I spent the afternoon at a nice cafe with Pintér Zsolt and Kántor Szilvia, who were there representing the organizers of the 2023 FEST conference in Hungary. From there, we moved on to another cafe where we got a dinner of panini sandwiches in the company of happy and talkative Danish storytellers from the festival. And the day was not over yet: the closing performance took place in the harbor, in the building of a costume museum. We got to hear a lot of good stories, some in English and some in Danish. My dear friend Annemarie Krarup helped me understand the latter. I was especially happy to hear Maria Junghaus tell; she was the main organizer of the conference, and spent her time running around getting things done, so it was good to hear her tell a story as a treat. In English we got to hear Paul Groos from the Netherlands who told a local legend about the Devil's Mountain, and Paola Balbi from Italy who told us a stunning myth about the Mother Goddess. On my part, I added the Florida folktale about Mockingbirds on Fridays.

We walked back to the hotel late at night, taking the scenic route. The four days of the conference had flown by. I was filled with happy memories, new stories, and the excitement of being the part of a colorful and friendly storytelling community. As well as we managed to adapt to the digital world, nothing quite measures up to spending time together in person.

See you all on the road!

Monday, September 20, 2021

Kindness over violence (Folktales of Chinese minorities 19. - Jino)

As a sequel to the Following folktales around the world reading challenge, I decided to start reading minority and indigenous folktales. First up are the minority peoples who live in China. You can find previous posts here, and you can follow the challenge on Facebook here.

Once again I encountered a minority that I could not find a full collection for, so I browsed various sources for individual tales. The Jino (Jinuo) people live in Yunnan province in Southern China, and number a little more than twenty thousand people. They are one of the smallest minorities, and the last one of the 55 that were officially recognized (in 1979). They are known for their colorful woven outfits.
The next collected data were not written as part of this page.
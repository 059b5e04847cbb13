//! CLI command implementations

use std::path::PathBuf;
use std::sync::Arc;
use std::time::Duration;

use anyhow::{Context, bail};
use clap::{Args, Subcommand};
use undertow_core::{
    AccessMode, BlockingVfs, FileId, OpenFlags, ResultCode, SwarmClient, SwarmSource,
    TorrentSpecifier, UndertowConfig, UndertowError, VfsConfig,
};
use undertow_sim::{SimulatedSwarmClient, StreamProfile, seed_directory};

/// Identifier used for the single file each command opens.
const CLI_FILE_ID: FileId = FileId(1);

/// Available CLI commands
#[derive(Subcommand)]
pub enum Commands {
    /// Show size and swarm details of a file
    Stat {
        #[command(flatten)]
        swarm: SwarmArgs,
        /// File inside the torrent; defaults to the main file
        name: Option<String>,
    },
    /// Check whether a file exists in the torrent
    Access {
        #[command(flatten)]
        swarm: SwarmArgs,
        /// File inside the torrent
        name: String,
    },
    /// Read a byte range and print it as hex
    Read {
        #[command(flatten)]
        swarm: SwarmArgs,
        /// File inside the torrent; defaults to the main file
        name: Option<String>,
        /// Byte offset to start reading at
        #[arg(long, default_value_t = 0)]
        offset: u64,
        /// Number of bytes to read
        #[arg(long, default_value_t = 256)]
        length: usize,
    },
}

/// Options describing the simulated swarm a command runs against.
///
/// Adapter settings start from the `UNDERTOW_*` environment variables; flags
/// given here win over them.
#[derive(Args)]
pub struct SwarmArgs {
    /// Directory (or single file) whose contents the swarm serves
    dir: PathBuf,
    /// Select opened files for download immediately
    #[arg(long)]
    prefetch: bool,
    /// How long to wait for torrent metadata [default: 5000]
    #[arg(long)]
    timeout_ms: Option<u64>,
    /// File an unnamed open refers to
    #[arg(long)]
    main_file: Option<String>,
    /// Largest chunk the swarm delivers at once
    #[arg(long, default_value_t = 16 * 1024)]
    chunk_size: usize,
    /// Delay before each delivered chunk
    #[arg(long, default_value_t = 0)]
    latency_ms: u64,
    /// Delay before torrent metadata becomes available
    #[arg(long, default_value_t = 0)]
    metadata_delay_ms: u64,
}

/// Handle the CLI command
///
/// # Errors
/// Returns appropriate error based on the command that fails
pub fn handle_command(command: Commands) -> anyhow::Result<()> {
    match command {
        Commands::Stat { swarm, name } => stat_file(&swarm, name.as_deref()),
        Commands::Access { swarm, name } => access_file(&swarm, &name),
        Commands::Read {
            swarm,
            name,
            offset,
            length,
        } => read_range(&swarm, name.as_deref(), offset, length),
    }
}

/// Print size, info hash and gate state of a file
///
/// # Errors
/// - Seeding the directory failed
/// - The file could not be opened
pub fn stat_file(args: &SwarmArgs, name: Option<&str>) -> anyhow::Result<()> {
    let vfs = connect(args)?;
    open(&vfs, name)?;

    let size = vfs
        .file_size(CLI_FILE_ID)
        .map_err(|code| anyhow::anyhow!("Failed to stat file: {code}"))?;

    println!("File: {}", name.unwrap_or("<main>"));
    println!("  Size: {size} bytes");
    println!("  Info hash: {}", vfs.inner().info_hash());
    println!("  Gate: {:?}", vfs.gate_state());
    println!(
        "  Device characteristics: {:#06x}",
        vfs.device_characteristics().bits()
    );

    vfs.close(CLI_FILE_ID);
    vfs.shutdown();
    Ok(())
}

/// Print whether a file exists in the torrent
///
/// # Errors
/// - Seeding the directory failed
pub fn access_file(args: &SwarmArgs, name: &str) -> anyhow::Result<()> {
    let vfs = connect(args)?;

    let exists = vfs
        .access(Some(name), AccessMode::Exists)
        .map_err(|code| anyhow::anyhow!("Access check failed: {code}"))?;
    println!("{name}: {}", if exists { "exists" } else { "missing" });

    vfs.shutdown();
    Ok(())
}

/// Read `length` bytes at `offset` and hex-dump them
///
/// A read past the end of the file is reported as short; the zero-filled
/// tail is still printed.
///
/// # Errors
/// - Seeding the directory failed
/// - The file could not be opened
/// - The swarm stream failed
pub fn read_range(
    args: &SwarmArgs,
    name: Option<&str>,
    offset: u64,
    length: usize,
) -> anyhow::Result<()> {
    let vfs = connect(args)?;
    open(&vfs, name)?;

    let mut buf = vec![0u8; length];
    match vfs.read(CLI_FILE_ID, &mut buf, offset) {
        Ok(()) => {}
        Err(ResultCode::IoErrShortRead) => {
            println!("Short read: file ended before {length} bytes");
        }
        Err(code) => bail!("Read failed at offset {offset}: {code}"),
    }

    print_hex(offset, &buf);

    vfs.close(CLI_FILE_ID);
    vfs.shutdown();
    Ok(())
}

fn connect(args: &SwarmArgs) -> anyhow::Result<BlockingVfs> {
    let client = Arc::new(SimulatedSwarmClient::new());
    let mut torrent = seed_directory(&args.dir)
        .with_context(|| format!("Failed to seed {}", args.dir.display()))?
        .profile(stream_profile(args));
    if args.metadata_delay_ms > 0 {
        torrent = torrent.metadata_delay(Duration::from_millis(args.metadata_delay_ms));
    }
    let info_hash = client.publish(torrent);

    let config = vfs_config(args).map_err(user_facing)?;
    let source = SwarmSource::New {
        client: client as Arc<dyn SwarmClient>,
        torrent: TorrentSpecifier::InfoHash(info_hash),
    };
    BlockingVfs::connect(source, config).map_err(|e| user_facing(e.into()))
}

/// Environment configuration with the command-line flags applied on top.
fn vfs_config(args: &SwarmArgs) -> undertow_core::Result<VfsConfig> {
    let mut config = UndertowConfig::from_env().vfs;
    if args.prefetch {
        config = config.with_prefetch(true);
    }
    if let Some(millis) = args.timeout_ms {
        config = config.with_ready_timeout(Duration::from_millis(millis));
    }
    if let Some(main_file) = &args.main_file {
        config = config.with_main_file(main_file.clone());
    }
    config.validate()?;
    Ok(config)
}

/// Turns a core error into a CLI error led by its user-facing message.
fn user_facing(error: UndertowError) -> anyhow::Error {
    let message = error.user_message();
    if error.is_user_error() {
        anyhow::anyhow!(message)
    } else {
        anyhow::Error::new(error).context(message)
    }
}

fn stream_profile(args: &SwarmArgs) -> StreamProfile {
    StreamProfile::default()
        .with_chunk_size(args.chunk_size)
        .with_chunk_latency(Duration::from_millis(args.latency_ms))
}

fn open(vfs: &BlockingVfs, name: Option<&str>) -> anyhow::Result<()> {
    if let Err(code) = vfs.open(name, CLI_FILE_ID, OpenFlags::READONLY | OpenFlags::MAIN_DB) {
        bail!(
            "Cannot open {} ({code}, gate {:?})",
            name.unwrap_or("<main>"),
            vfs.gate_state()
        );
    }
    Ok(())
}

fn print_hex(offset: u64, bytes: &[u8]) {
    for (row, chunk) in bytes.chunks(16).enumerate() {
        println!("{:08x}  {}", offset + (row * 16) as u64, hex::encode(chunk));
    }
}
Next to hunting and gathering, they cultivate land cleared from forests by burning.


The tale of Lady Fish was both beautiful and sad: a dragon king's daughter married a mortal man, but her husband started cheating on her after a while, so she left him. The husband learned of a way to win back his wife through magic, but he was too lazy to do it properly, so the relationship ended for good.
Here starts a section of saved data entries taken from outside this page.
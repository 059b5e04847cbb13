//! Undertow Simulation - Deterministic in-memory swarm for testing.

#![warn(missing_docs)]
#![warn(clippy::missing_errors_doc)]
//!
//! Provides swarm sessions whose files live in memory but behave like a real
//! download: metadata arrives after a delay, bytes are delivered in
//! irregular chunks with latency, and streams can be made to fail at a chosen
//! offset. Same seed, same chunk boundaries.
//!
//! # Example
//!
//! ```rust,no_run
//! use std::sync::Arc;
//! use std::time::Duration;
//!
//! use undertow_core::{SwarmSource, SwarmVfs, VfsConfig};
//! use undertow_sim::{SimulatedTorrent, StreamProfile};
//!
//! # async fn demo() -> Result<(), Box<dyn std::error::Error>> {
//! let torrent = SimulatedTorrent::new()
//!     .file("catalog.db", vec![0u8; 8192])
//!     .profile(StreamProfile::default().with_chunk_size(512))
//!     .metadata_delay(Duration::from_millis(20));
//!
//! let swarm = torrent.start_session();
//! let vfs = SwarmVfs::new(SwarmSource::Existing(swarm), VfsConfig::default()).await?;
//! # Ok(())
//! # }
//! ```

pub mod client;
pub mod file;
pub mod seed;
pub mod swarm;

pub use client::SimulatedSwarmClient;
pub use file::{SimulatedFile, StreamProfile};
pub use seed::{SeedError, seed_directory};
pub use swarm::{SimulatedSwarm, SimulatedTorrent};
The myth of the goddess Amoyaobai was the most beautiful "shooting the suns" story that I have encountered so far. The goddess gave humans intelligence so that they could solve their problems with thinking, rather than violence. Then seven suns rose into the sky and threatened the world, people threw rocks at them first, but then decided to negotiate in a kinder way. They managed to convince the suns to rise one by one and take turns.
I also read a Jino flood myth: after the flood, the first people of every ethnicity climbed out of a giant gourd planted by a brother and sister. The story explained why the Jino have no written language (they are the ox hide they had written their characters on), as well as the speech and skin color of various peoples. This myth is a very popular part of the Jino tradition: I found it in two more books, here and here.
Tricksters were represented by a man named Atui, in a story where in good trickster fashion he managed to steal other people's food instead of eating his own. 

Who's next?
The Monguor (Tu) people

Monday, September 13, 2021

Heroes make the world (Folktales of Chinese minorities 18. - Hani)

As a sequel to the Following folktales around the world reading challenge, I decided to start reading minority and indigenous folktales. First up are the minority peoples who live in China. You can find previous posts here, and you can follow the challenge on Facebook here.
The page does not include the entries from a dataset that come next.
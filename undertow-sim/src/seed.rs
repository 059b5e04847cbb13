//! Builds simulated torrents from directories on disk.

use std::fs;
use std::path::{Path, PathBuf};

use crate::swarm::SimulatedTorrent;

/// Errors from seeding a torrent out of a directory.
#[derive(Debug, thiserror::Error)]
pub enum SeedError {
    /// Filesystem access failed
    #[error("Failed to read {}: {source}", .path.display())]
    Io {
        /// Path being read
        path: PathBuf,
        /// Underlying error
        #[source]
        source: std::io::Error,
    },

    /// Nothing to seed
    #[error("No files found under {}", .path.display())]
    Empty {
        /// Path that was searched
        path: PathBuf,
    },
}

/// Creates a torrent containing every regular file under `root`.
///
/// Paths are relative to `root`, use `/` separators and are sorted, so the
/// same tree always yields the same info hash. A single file may also be
/// passed, in which case the torrent holds just its file name.
///
/// # Errors
/// - `SeedError::Io` - A directory or file could not be read
/// - `SeedError::Empty` - `root` contains no regular files
pub fn seed_directory(root: &Path) -> Result<SimulatedTorrent, SeedError> {
    let io_error = |path: &Path| {
        let path = path.to_path_buf();
        move |source: std::io::Error| SeedError::Io { path, source }
    };

    let metadata = fs::metadata(root).map_err(io_error(root))?;
    let mut files = Vec::new();
    if metadata.is_file() {
        let name = root
            .file_name()
            .map(|name| name.to_string_lossy().into_owned())
            .unwrap_or_else(|| "data".to_string());
        files.push((name, root.to_path_buf()));
    } else {
        collect_files(root, root, &mut files)?;
    }

    if files.is_empty() {
        return Err(SeedError::Empty {
            path: root.to_path_buf(),
        });
    }
    files.sort_by(|a, b| a.0.cmp(&b.0));

    let mut torrent = SimulatedTorrent::new();
    for (name, path) in files {
        let data = fs::read(&path).map_err(io_error(&path))?;
        tracing::debug!(name = %name, bytes = data.len(), "Seeded file");
        torrent = torrent.file(name, data);
    }
    Ok(torrent)
}

fn collect_files(
    root: &Path,
    dir: &Path,
    files: &mut Vec<(String, PathBuf)>,
) -> Result<(), SeedError> {
    let entries = fs::read_dir(dir).map_err(|source| SeedError::Io {
        path: dir.to_path_buf(),
        source,
    })?;

    for entry in entries {
        let entry = entry.map_err(|source| SeedError::Io {
            path: dir.to_path_buf(),
            source,
        })?;
        let path = entry.path();
        if path.is_dir() {
            collect_files(root, &path, files)?;
        } else if path.is_file() {
            let relative = path.strip_prefix(root).unwrap_or(&path);
            let name = relative
                .components()
                .map(|part| part.as_os_str().to_string_lossy())
                .collect::<Vec<_>>()
                .join("/");
            files.push((name, path));
        }
    }
    Ok(())
}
Once again, sadly, I could not find a full book of folktales for the Hani tradition, so I read stories from multiple different publications. The Hani live in Southern China and other countries of Southeast Asia, numbering almost three million people. Among others, they are famous for their folk songs, folk music, dancing, and beautiful silver jewelry. 


The most beautiful origin myth was about a goddess named Lady Yao, who stole from her strict father the seeds of 77 useful plants, and gave them to the people. her father turned her into a dog as punishment, sending her to live with humans. Commemorating her sacrifice, the Hani give the first plate of food from the harvest sacrifice to dogs every year. Selflessness also played a central role in another legend, which explained the origin of rice: here an abused servant girl discovered that the seeds of rice are edible. She used her discovery to save her fellow servants, and get rid of a cruel queen. 
Nimaxingtian was a dragon-slaying hero who would put many others to shame: according to legend he had one eye and one, axe-sharp ear. He defeated two evil dragons by shooting blinding light from his eye, and chopping them up with his ear. Another dragon-slayer was a female hero named Amatu; in her legend she first convinced a monster to eat cows instead of people, and then dressed his two sons up as girls to help them sneak up on the monster and kill it. 


The Hani also have a myth about shooting down suns: here an archer named Erpupolo shot down eight out of nine of them. The last sun hid, and had to be lured out by the crowing of a rooster (which was not a pretty song, but very honest). Another legend explained why sun and moon alternate in the sky: two brave siblings, Ah Lang and Ah Ang, flew up to the heavens to convince them to keep a regular schedule. They are commemorated every year with a spring festival. 
Culture heroes were represented by Maumay, a monkey who became a man, who, according to legend, stole the first rice seeds from the sky, sacrificing the life of himself and his horse. Another story told of a bird who turned into a man named Ahli, who created a wine water spring for the people as he was dying. 

Who's next?
The Jino people

Monday, September 6, 2021

Shamans and spirits (Folktales of Chinese minorities 17. - Daur)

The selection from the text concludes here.